Dear my favorite little red head,
I remember the day you were born like it was yesterday and not almost 12 years ago. I was only 8 (almost 9) and I was super excited because I was the only kid in the third grade that could say they had a niece. The day you were born, GiGi and DayDay let me stay at the hospital with everyone. There was no telling when you would make your grand appearance, so they figured this would be safest.
I had always wanted a little sibling since I was so much younger than your mom and your uncle Justin. I never had someone to play with like they had each other. It was kind of lonely, but I stuck it out.
And then I was told that I would be an aunt.
It was like having a little sibling without actually having to deal with a sibling 24/7. I was the talk of the second and then third grade. I loved you from the minute I held you and I that love has grown tremendously over the years.
Fast forward 11 years later and you're *almost* as tall as me and you are becoming a woman. I don't know who is sadder about the news: me or your mother. It's probably me, honestly. You have started fixing up your hair and liking boys and wanting to wear makeup. You should not be old enough for this yet. Just last year you were playing with baby dolls and Monster High dolls. You should not be worried about whether or not a boy likes you and if your makeup looks good. FYI I didn't even start wearing makeup until I was 14 so you are DEFINITELY too young.

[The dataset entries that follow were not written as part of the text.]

//! # Runtime de Tareas
//! src/tasks/runtime.rs
//!
//! Construye una sola vez el registro, la cola y las estadísticas del
//! proceso, arranca el pool, el monitor y la retención, y los apaga en orden.

use crate::config::Config;
use crate::tasks::monitor::{MonitorConfig, StatusMonitor};
use crate::tasks::pool::{PoolConfig, ShutdownReport, WorkerPool};
use crate::tasks::processor::{SimulatedWork, TaskProcessor};
use crate::tasks::reaper::{ReaperConfig, RetentionReaper};
use crate::tasks::service::TaskService;
use std::sync::Arc;
use std::time::Duration;
use tracing::info;

/// Parámetros del runtime
#[derive(Debug, Clone, Copy)]
pub struct RuntimeSettings {
    pub queue_capacity: usize,
    pub pool: PoolConfig,
    pub monitor: MonitorConfig,
    /// Antigüedad máxima de las tareas DONE (`None` = conservarlas siempre)
    pub retention: Option<Duration>,
    pub shutdown_grace: Duration,
    pub work: SimulatedWork,
}

impl Default for RuntimeSettings {
    fn default() -> Self {
        Self {
            queue_capacity: 100,
            pool: PoolConfig::default(),
            monitor: MonitorConfig::default(),
            retention: Some(Duration::from_secs(3600)),
            shutdown_grace: Duration::from_secs(5),
            work: SimulatedWork::default(),
        }
    }
}

impl RuntimeSettings {
    /// Crea los parámetros desde el Config principal
    pub fn from_config(config: &Config) -> Self {
        let retention = match config.retention_secs {
            0 => None,
            secs => Some(Duration::from_secs(secs)),
        };

        Self {
            queue_capacity: config.queue_capacity,
            pool: PoolConfig {
                workers: config.workers,
                poll_interval: Duration::from_millis(config.worker_poll_ms),
            },
            monitor: MonitorConfig {
                interval: Duration::from_millis(config.monitor_interval_ms),
            },
            retention,
            shutdown_grace: Duration::from_millis(config.shutdown_grace_ms),
            work: SimulatedWork::new(
                Duration::from_millis(config.work_per_byte_ms),
                Duration::from_millis(config.max_work_ms),
            ),
        }
    }
}

/// Núcleo en ejecución: servicio + pool + monitor + retención
pub struct TaskRuntime {
    service: TaskService,
    pool: WorkerPool,
    monitor: StatusMonitor,
    reaper: Option<RetentionReaper>,
    shutdown_grace: Duration,
}

impl TaskRuntime {
    /// Arranca con el procesador simulado
    pub fn start(settings: RuntimeSettings) -> std::io::Result<Self> {
        let processor: Arc<dyn TaskProcessor> = Arc::new(settings.work);
        Self::start_with_processor(settings, processor)
    }

    /// Arranca con un procesador propio
    pub fn start_with_processor(
        settings: RuntimeSettings,
        processor: Arc<dyn TaskProcessor>,
    ) -> std::io::Result<Self> {
        let service = TaskService::new(settings.queue_capacity);

        let pool = WorkerPool::start(
            settings.pool,
            service.queue().clone(),
            service.registry().clone(),
            service.stats().clone(),
            processor,
        )?;

        let monitor = match StatusMonitor::start(settings.monitor, service.registry().clone()) {
            Ok(monitor) => monitor,
            Err(e) => {
                pool.stop(settings.shutdown_grace);
                return Err(e);
            }
        };

        let reaper = match settings.retention {
            Some(retention) => {
                let config = ReaperConfig {
                    interval: settings.monitor.interval,
                    retention,
                };
                match RetentionReaper::start(config, service.registry().clone()) {
                    Ok(reaper) => Some(reaper),
                    Err(e) => {
                        pool.stop(settings.shutdown_grace);
                        monitor.stop();
                        return Err(e);
                    }
                }
            }
            None => None,
        };

        Ok(Self {
            service,
            pool,
            monitor,
            reaper,
            shutdown_grace: settings.shutdown_grace,
        })
    }

    pub fn service(&self) -> &TaskService {
        &self.service
    }

    pub fn monitor(&self) -> &StatusMonitor {
        &self.monitor
    }

    /// Apaga en orden: cerrar la cola, parar workers, parar monitor y retención
    pub fn shutdown(self) -> ShutdownReport {
        info!("Shutting down task runtime...");
        self.service.close_intake();
        let report = self.pool.stop(self.shutdown_grace);
        self.monitor.stop();
        if let Some(reaper) = self.reaper {
            reaper.stop();
        }
        info!(
            exited = report.exited,
            still_running = report.still_running,
            "Task runtime stopped"
        );
        report
    }
}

You're growing up and that makes my heart hurt because I don't want you to end up like me.
I am one of the endless role models in your life, but I don't want you to try and be like me with the boys and makeup and constantly having to feel like you're not pretty enough or good enough for someone. You are beautiful and you are enough. I never want you to forget that.
There are so many life lessons that I need to be there to teach you, but I am in denial that you are ready for those steps into teenage years. Frankly, I'm not ready to take those steps yet and I'm 20 years old.
My advice to you is not to let your happiness depend on someone else. You make your own happiness, not someone else and especially not a boy. Only you know what makes you happy and I will support every decision you make until the day I die. You may not agree or appreciate my advice now, but I promise you will in the future.
You are my absolute best friend even if you do aggravate me 99% of the time, and I love you for everything you do/have done for me over the past 11 years. And even though you may get cousins and step-siblings some day, you will always be my first niece. No matter how many redheads come in and out of my life, you will always be my favorite little red head.